▸ **Listed records**:
//! Gemini Key-Pool Gateway
//!
//! Single-binary Rust service that:
//! 1. Loads a pool of Gemini API keys into a key store
//! 2. Listens for incoming Gemini API requests
//! 3. Attaches a pool key (or the caller's own key) to each request
//! 4. Proxies to generativelanguage.googleapis.com, rotating or quarantining
//!    keys when upstream rejects them

mod admin;
mod body;
mod config;
mod metrics;
mod proxy;

use std::sync::Arc;
use std::sync::atomic::Ordering;
use std::time::Duration;

use anyhow::{Context, Result};
use axum::Router;
use axum::body::Body;
use axum::extract::State;
use axum::http::header::{
    ACCESS_CONTROL_ALLOW_HEADERS, ACCESS_CONTROL_ALLOW_METHODS, ACCESS_CONTROL_ALLOW_ORIGIN,
    CONTENT_TYPE,
};
use axum::http::{Method, Request, StatusCode};
use axum::middleware::{self, Next};
use axum::response::{IntoResponse, Response};
use axum::routing::get;
use classifier::Policy;
use key_pool::KeyPool;
use keystore::{FileKeyStore, KeyStore, MemoryKeyStore};
use metrics_exporter_prometheus::PrometheusHandle;
use tokio::net::TcpListener;
use tracing::{error, info, warn};
use tracing_subscriber::EnvFilter;
use tracing_subscriber::{layer::SubscriberExt, util::SubscriberInitExt};

use crate::admin::{AdminState, build_admin_router};
use crate::config::{Config, StoreBackend};
use crate::metrics::ServiceMetrics;
use crate::proxy::{ForwardSettings, ProxyState};

/// Maximum time to wait for in-flight requests after a shutdown signal.
const DRAIN_TIMEOUT: Duration = Duration::from_secs(5);

/// Shared application state accessible from all handlers
#[derive(Clone)]
struct AppState {
    proxy: ProxyState,
    prometheus: PrometheusHandle,
}

/// Build the axum router with all routes and shared state.
///
/// OPTIONS preflights are answered before routing, so they never reach the
/// pool or upstream. A concurrency limit layer caps in-flight requests at
/// `max_connections`.
fn build_router(state: AppState, max_connections: usize) -> Router {
    Router::new()
        .route("/keycount", get(keycount_handler))
        .route("/health", get(health_handler))
        .route("/metrics", get(metrics_handler))
        .fallback(proxy_handler)
        .layer(middleware::from_fn(preflight))
        .layer(tower::limit::ConcurrencyLimitLayer::new(max_connections))
        .with_state(state)
}

#[tokio::main]
async fn main() -> Result<()> {
    // Initialize tracing with JSON output and LOG_LEVEL / RUST_LOG support
    tracing_subscriber::registry()
        .with(
            EnvFilter::try_from_env("LOG_LEVEL")
                .or_else(|_| EnvFilter::try_from_default_env())
                .unwrap_or_else(|_| EnvFilter::new("info")),
        )
        .with(tracing_subscriber::fmt::layer().json())
        .init();

    info!("starting gemini-gateway");

    // Install Prometheus metrics recorder before any metrics are emitted
    let prometheus_handle =
        metrics::install_recorder().context("failed to install Prometheus recorder")?;

    // CLI: simple --config flag parsing
    let args: Vec<String> = std::env::args().collect();
    let cli_config_path = args
        .iter()
        .position(|a| a == "--config")
        .and_then(|i| args.get(i + 1))
        .map(|s| s.as_str());

    let config_path = Config::resolve_path(cli_config_path);
    info!(path = %config_path.display(), "loading configuration");

    let config = Config::load(&config_path)
        .with_context(|| format!("failed to load config from {}", config_path.display()))?;

    info!(
        listen_addr = %config.gateway.listen_addr,
        upstream_url = %config.gateway.upstream_url,
        max_attempts = config.gateway.max_attempts,
        rotation = ?config.pool.rotation,
        store = ?config.store.backend,
        seed_keys = config.pool.seed_keys.len(),
        "configuration loaded"
    );

    let store: Arc<dyn KeyStore> = match config.store.backend {
        StoreBackend::Memory => Arc::new(MemoryKeyStore::new()),
        StoreBackend::File => {
            let path = config
                .store
                .path
                .clone()
                .context("store.path is required for the file backend")?;
            let store = FileKeyStore::load(path.clone())
                .await
                .with_context(|| format!("failed to load key store from {}", path.display()))?;
            Arc::new(store)
        }
    };

    let pool = Arc::new(KeyPool::new(store, config.pool.settings()));
    for key in &config.pool.seed_keys {
        pool.import(key.expose())
            .await
            .context("failed to import seed key")?;
    }
    let keys_alive = pool.count().await.context("failed to count pool keys")?;
    if keys_alive == 0 {
        warn!("key pool is empty; only requests carrying their own key will succeed");
    }
    info!(keys_alive, "key pool ready");

    let settings =
        ForwardSettings::from_config(&config.gateway).context("invalid gateway settings")?;
    let policy =
        Policy::default().with_overloaded(config.gateway.overloaded_directive.directive());
    let client = proxy::build_client().context("failed to build HTTP client")?;
    let service_metrics = ServiceMetrics::new();

    let proxy_state = ProxyState {
        client,
        pool: pool.clone(),
        policy: Arc::new(policy),
        settings: Arc::new(settings),
        metrics: service_metrics.clone(),
    };

    let app_state = AppState {
        proxy: proxy_state,
        prometheus: prometheus_handle,
    };

    let app = build_router(app_state, config.gateway.max_connections);

    let listen_addr = config.gateway.listen_addr;
    let listener = TcpListener::bind(listen_addr)
        .await
        .with_context(|| format!("failed to bind to {listen_addr}"))?;
    info!(addr = %listen_addr, "accepting requests");

    // Admin API on its own listener, only when configured
    let admin_handle = match &config.admin {
        Some(admin) => {
            let admin_listener = TcpListener::bind(admin.listen_addr)
                .await
                .with_context(|| format!("failed to bind admin API to {}", admin.listen_addr))?;
            let admin_app = build_admin_router(AdminState::new(pool.clone()));
            info!(addr = %admin.listen_addr, "admin API listening");
            Some(tokio::spawn(async move {
                if let Err(e) = axum::serve(admin_listener, admin_app).await {
                    error!(error = %e, "admin server error");
                }
            }))
        }
        None => None,
    };

    // Clone in_flight counter for drain observability after shutdown
    let in_flight = service_metrics.in_flight.clone();

    // The drain timeout starts when the shutdown signal fires, not when the
    // server starts: notify the server to drain, then race the drain against
    // the timeout.
    let (shutdown_tx, shutdown_rx) = tokio::sync::oneshot::channel::<()>();

    let server_handle = tokio::spawn(async move {
        axum::serve(listener, app)
            .with_graceful_shutdown(async {
                let _ = shutdown_rx.await;
            })
            .await
    });

    // Wait for the OS signal
    shutdown_signal().await;

    // Signal the server to begin draining
    let _ = shutdown_tx.send(());

    match tokio::time::timeout(DRAIN_TIMEOUT, server_handle).await {
        Ok(Ok(Ok(()))) => {
            info!("all in-flight requests drained");
        }
        Ok(Ok(Err(e))) => {
            error!(error = %e, "server error during shutdown");
        }
        Ok(Err(e)) => {
            error!(error = %e, "server task panicked");
        }
        Err(_) => {
            let remaining = in_flight.load(Ordering::Relaxed);
            warn!(
                remaining,
                drain_timeout_secs = DRAIN_TIMEOUT.as_secs(),
                "drain timeout exceeded, forcing shutdown"
            );
        }
    }

    if let Some(handle) = admin_handle {
        handle.abort();
    }

    info!("shutdown complete");
    Ok(())
}

/// Answer CORS preflights on every path with a permissive 204.
async fn preflight(request: Request<Body>, next: Next) -> Response {
    if request.method() == Method::OPTIONS {
        return (
            StatusCode::NO_CONTENT,
            [
                (ACCESS_CONTROL_ALLOW_ORIGIN, "*"),
                (ACCESS_CONTROL_ALLOW_METHODS, "*"),
                (ACCESS_CONTROL_ALLOW_HEADERS, "*"),
            ],
        )
            .into_response();
    }
    next.run(request).await
}

/// Number of alive keys in the pool.
async fn keycount_handler(State(state): State<AppState>) -> Response {
    match state.proxy.pool.count().await {
        Ok(count) => (
            StatusCode::OK,
            [(CONTENT_TYPE, "application/json")],
            serde_json::json!({
                "keyCount": count,
                "message": "success",
            })
            .to_string(),
        )
            .into_response(),
        Err(e) => {
            let request_id = format!("req_{}", uuid::Uuid::new_v4().as_simple());
            error!(request_id = %request_id, error = %e, "failed to count keys");
            proxy::error_response(
                StatusCode::INTERNAL_SERVER_ERROR,
                &format!("failed to count keys: {e}"),
                &request_id,
            )
        }
    }
}

/// Health endpoint: JSON with status, alive keys, uptime, requests served.
/// Returns 200 while at least one key is alive, 503 when degraded.
async fn health_handler(State(state): State<AppState>) -> impl IntoResponse {
    let metrics = &state.proxy.metrics;
    let uptime = metrics.started_at.elapsed().as_secs();
    let requests = metrics.requests_total.load(Ordering::Relaxed);
    let errors = metrics.errors_total.load(Ordering::Relaxed);

    let keys_alive = match state.proxy.pool.count().await {
        Ok(count) => count,
        Err(e) => {
            warn!(error = %e, "health check could not read key store");
            0
        }
    };

    let (status_code, status) = if keys_alive > 0 {
        (StatusCode::OK, "healthy")
    } else {
        (StatusCode::SERVICE_UNAVAILABLE, "degraded")
    };

    (
        status_code,
        [(CONTENT_TYPE, "application/json")],
        serde_json::json!({
            "status": status,
            "keys_alive": keys_alive,
            "uptime_seconds": uptime,
            "requests_served": requests,
            "errors_total": errors,
        })
        .to_string(),
    )
}

/// Prometheus metrics endpoint, text exposition format.
async fn metrics_handler(State(state): State<AppState>) -> impl IntoResponse {
    (
        StatusCode::OK,
        [(CONTENT_TYPE, "text/plain; version=0.0.4; charset=utf-8")],
        state.prometheus.render(),
    )
}

/// Catch-all handler that proxies all other requests to upstream.
async fn proxy_handler(State(state): State<AppState>, request: Request<Body>) -> Response {
    let request_id = format!("req_{}", uuid::Uuid::new_v4().as_simple());
    proxy::proxy_request(&state.proxy, request, request_id).await
}

/// Wait for SIGTERM or SIGINT for graceful shutdown.
async fn shutdown_signal() {
    let ctrl_c = async {
        if let Err(e) = tokio::signal::ctrl_c().await {
            error!(error = %e, "failed to install Ctrl+C handler");
            std::future::pending::<()>().await;
        }
    };

    #[cfg(unix)]
    let terminate = async {
        match tokio::signal::unix::signal(tokio::signal::unix::SignalKind::terminate()) {
            Ok(mut signal) => {
                signal.recv().await;
            }
            Err(e) => {
                error!(error = %e, "failed to install SIGTERM handler");
                std::future::pending::<()>().await;
            }
        }
    };

    #[cfg(not(unix))]
    let terminate = std::future::pending::<()>();

    tokio::select! {
        _ = ctrl_c => info!("received SIGINT, shutting down"),
        _ = terminate => info!("received SIGTERM, shutting down"),
    }
}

▸ **Exercise goal**: From the data, list each line in which the string "import" appears.

▸ **Expected output**:
        pool.import(key.expose())
            .context("failed to import seed key")?;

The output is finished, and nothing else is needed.